▶ **WORK TO COMPLETE**: Restrict the output to the lines below starting at the one that contains "image.write(reg, 0x43);" and ending at the one that contains "select bit 0", and restate them word for word, both ends included.

[Stored data]
= Beginning of Section =

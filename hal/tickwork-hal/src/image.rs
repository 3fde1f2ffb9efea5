//! In-memory register file
//!
//! A plain byte array standing in for the data address space, so drivers
//! can be exercised on the host. Registers behave like ordinary memory:
//! no write-one-to-clear flags and no free-running counters. Tests that
//! need those wrap a `RegisterImage` and add the behaviour they model.

use crate::register::{Register, Registers};

/// 256-byte register image covering the whole 8-bit address range
#[derive(Debug, Clone, PartialEq, Eq)]
pub struct RegisterImage {
    bytes: [u8; 256],
    writes: u32,
}

impl Default for RegisterImage {
    fn default() -> Self {
        Self::new()
    }
}

impl RegisterImage {
    /// Create an image with every register cleared
    pub const fn new() -> Self {
        Self {
            bytes: [0; 256],
            writes: 0,
        }
    }

    /// Inspect a register without going through [`Registers`]
    pub fn peek(&self, reg: Register) -> u8 {
        self.bytes[reg.address() as usize]
    }

    /// Preset a register without counting it as a driver write
    pub fn poke(&mut self, reg: Register, value: u8) {
        self.bytes[reg.address() as usize] = value;
    }

    /// Number of writes issued through [`Registers`]
    pub fn write_count(&self) -> u32 {
        self.writes
    }
}

impl Registers for RegisterImage {
    fn read(&mut self, reg: Register) -> u8 {
        self.peek(reg)
    }

    fn write(&mut self, reg: Register, value: u8) {
        self.writes = self.writes.wrapping_add(1);
        self.bytes[reg.address() as usize] = value;
    }
}

#[cfg(test)]
mod tests {
    use super::*;

    #[test]
    fn test_image_starts_cleared() {
        let image = RegisterImage::new();
        assert_eq!(image.peek(Register::new(0x00)), 0);
        assert_eq!(image.peek(Register::new(0xFF)), 0);
        assert_eq!(image.write_count(), 0);
    }

    #[test]
    fn test_poke_does_not_count_as_write() {
        let mut image = RegisterImage::new();
        let reg = Register::new(0x52);

        image.poke(reg, 0x42);
        assert_eq!(image.write_count(), 0);
        assert_eq!(image.read(reg), 0x42);

        image.write(reg, 0x43);
        assert_eq!(image.write_count(), 1);
        assert_eq!(image.peek(reg), 0x43);
    }
}
//! ATmega32 register map
//!
//! Addresses are data-space (memory-mapped) addresses, i.e. the I/O
//! address plus 0x20.

use tickwork_hal::{Port, PortMap, PrescalerEncoding, PrescalerMode, TimerRegisters};

/// Register addresses
pub mod reg {
    use tickwork_hal::Register;

    /// Port A input pins
    pub const PINA: Register = Register::new(0x39);
    /// Port A data direction
    pub const DDRA: Register = Register::new(0x3A);
    /// Port A data
    pub const PORTA: Register = Register::new(0x3B);

    /// Port B input pins
    pub const PINB: Register = Register::new(0x36);
    /// Port B data direction
    pub const DDRB: Register = Register::new(0x37);
    /// Port B data
    pub const PORTB: Register = Register::new(0x38);

    /// Port C input pins
    pub const PINC: Register = Register::new(0x33);
    /// Port C data direction
    pub const DDRC: Register = Register::new(0x34);
    /// Port C data
    pub const PORTC: Register = Register::new(0x35);

    /// Port D input pins
    pub const PIND: Register = Register::new(0x30);
    /// Port D data direction
    pub const DDRD: Register = Register::new(0x31);
    /// Port D data
    pub const PORTD: Register = Register::new(0x32);

    /// Timer/Counter0 counter
    pub const TCNT0: Register = Register::new(0x52);
    /// Timer/Counter0 control
    pub const TCCR0: Register = Register::new(0x53);
    /// Timer/Counter interrupt flags
    pub const TIFR: Register = Register::new(0x58);
    /// Timer/Counter interrupt mask
    pub const TIMSK: Register = Register::new(0x59);
    /// Timer/Counter0 output compare
    pub const OCR0: Register = Register::new(0x5C);
}

/// Bit positions
pub mod bits {
    /// TCCR0: force output compare
    pub const FOC0: u8 = 7;
    /// TCCR0: waveform generation mode bit 0
    pub const WGM00: u8 = 6;
    /// TCCR0: compare match output mode bit 1
    pub const COM01: u8 = 5;
    /// TCCR0: compare match output mode bit 0
    pub const COM00: u8 = 4;
    /// TCCR0: waveform generation mode bit 1
    pub const WGM01: u8 = 3;
    /// TCCR0: clock select bit 2
    pub const CS02: u8 = 2;
    /// TCCR0: clock select bit 1
    pub const CS01: u8 = 1;
    /// TCCR0: clock select bit 0
    pub const CS00: u8 = 0;

    /// TIFR: Timer/Counter0 overflow flag
    pub const TOV0: u8 = 0;
    /// TIFR: Timer/Counter0 output compare flag
    pub const OCF0: u8 = 1;
}

/// Ports A-D
pub const PORTS: PortMap = PortMap::new([
    Some(Port {
        direction: reg::DDRA,
        output: reg::PORTA,
        input: reg::PINA,
    }),
    Some(Port {
        direction: reg::DDRB,
        output: reg::PORTB,
        input: reg::PINB,
    }),
    Some(Port {
        direction: reg::DDRC,
        output: reg::PORTC,
        input: reg::PINC,
    }),
    Some(Port {
        direction: reg::DDRD,
        output: reg::PORTD,
        input: reg::PIND,
    }),
]);

/// Timer/Counter0
pub const TIMER0: TimerRegisters = TimerRegisters {
    control: reg::TCCR0,
    counter: reg::TCNT0,
    flags: reg::TIFR,
    overflow_flag: bits::TOV0,
    normal_mode_mask: (1 << bits::WGM00)
        | (1 << bits::COM01)
        | (1 << bits::COM00)
        | (1 << bits::WGM01),
};

/// Timer/Counter0 clock-select table (CS02:0)
#[derive(Debug, Clone, Copy, Default, PartialEq, Eq)]
#[cfg_attr(feature = "defmt", derive(defmt::Format))]
pub struct Atmega32Prescaler;

impl PrescalerEncoding for Atmega32Prescaler {
    fn field(&self, mode: PrescalerMode) -> u8 {
        match mode {
            PrescalerMode::Off => 0b000,
            PrescalerMode::Div1 => 0b001,
            PrescalerMode::Div8 => 0b010,
            PrescalerMode::Div64 => 0b011,
            PrescalerMode::Div256 => 0b100,
            PrescalerMode::Div1024 => 0b101,
            PrescalerMode::ExternalFalling => 0b110,
            PrescalerMode::ExternalRising => 0b111,
        }
    }
}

= End of Section =

▶ **SOLUTION FOR THIS TASK**:
        image.write(reg, 0x43);
        assert_eq!(image.write_count(), 1);
        assert_eq!(image.peek(reg), 0x43);
    }
}
//! ATmega32 register map
//!
//! Addresses are data-space (memory-mapped) addresses, i.e. the I/O
//! address plus 0x20.

use tickwork_hal::{Port, PortMap, PrescalerEncoding, PrescalerMode, TimerRegisters};

/// Register addresses
pub mod reg {
    use tickwork_hal::Register;

    /// Port A input pins
    pub const PINA: Register = Register::new(0x39);
    /// Port A data direction
    pub const DDRA: Register = Register::new(0x3A);
    /// Port A data
    pub const PORTA: Register = Register::new(0x3B);

    /// Port B input pins
    pub const PINB: Register = Register::new(0x36);
    /// Port B data direction
    pub const DDRB: Register = Register::new(0x37);
    /// Port B data
    pub const PORTB: Register = Register::new(0x38);

    /// Port C input pins
    pub const PINC: Register = Register::new(0x33);
    /// Port C data direction
    pub const DDRC: Register = Register::new(0x34);
    /// Port C data
    pub const PORTC: Register = Register::new(0x35);

    /// Port D input pins
    pub const PIND: Register = Register::new(0x30);
    /// Port D data direction
    pub const DDRD: Register = Register::new(0x31);
    /// Port D data
    pub const PORTD: Register = Register::new(0x32);

    /// Timer/Counter0 counter
    pub const TCNT0: Register = Register::new(0x52);
    /// Timer/Counter0 control
    pub const TCCR0: Register = Register::new(0x53);
    /// Timer/Counter interrupt flags
    pub const TIFR: Register = Register::new(0x58);
    /// Timer/Counter interrupt mask
    pub const TIMSK: Register = Register::new(0x59);
    /// Timer/Counter0 output compare
    pub const OCR0: Register = Register::new(0x5C);
}

/// Bit positions
pub mod bits {
    /// TCCR0: force output compare
    pub const FOC0: u8 = 7;
    /// TCCR0: waveform generation mode bit 0
    pub const WGM00: u8 = 6;
    /// TCCR0: compare match output mode bit 1
    pub const COM01: u8 = 5;
    /// TCCR0: compare match output mode bit 0
    pub const COM00: u8 = 4;
    /// TCCR0: waveform generation mode bit 1
    pub const WGM01: u8 = 3;
    /// TCCR0: clock select bit 2
    pub const CS02: u8 = 2;
    /// TCCR0: clock select bit 1
    pub const CS01: u8 = 1;
    /// TCCR0: clock select bit 0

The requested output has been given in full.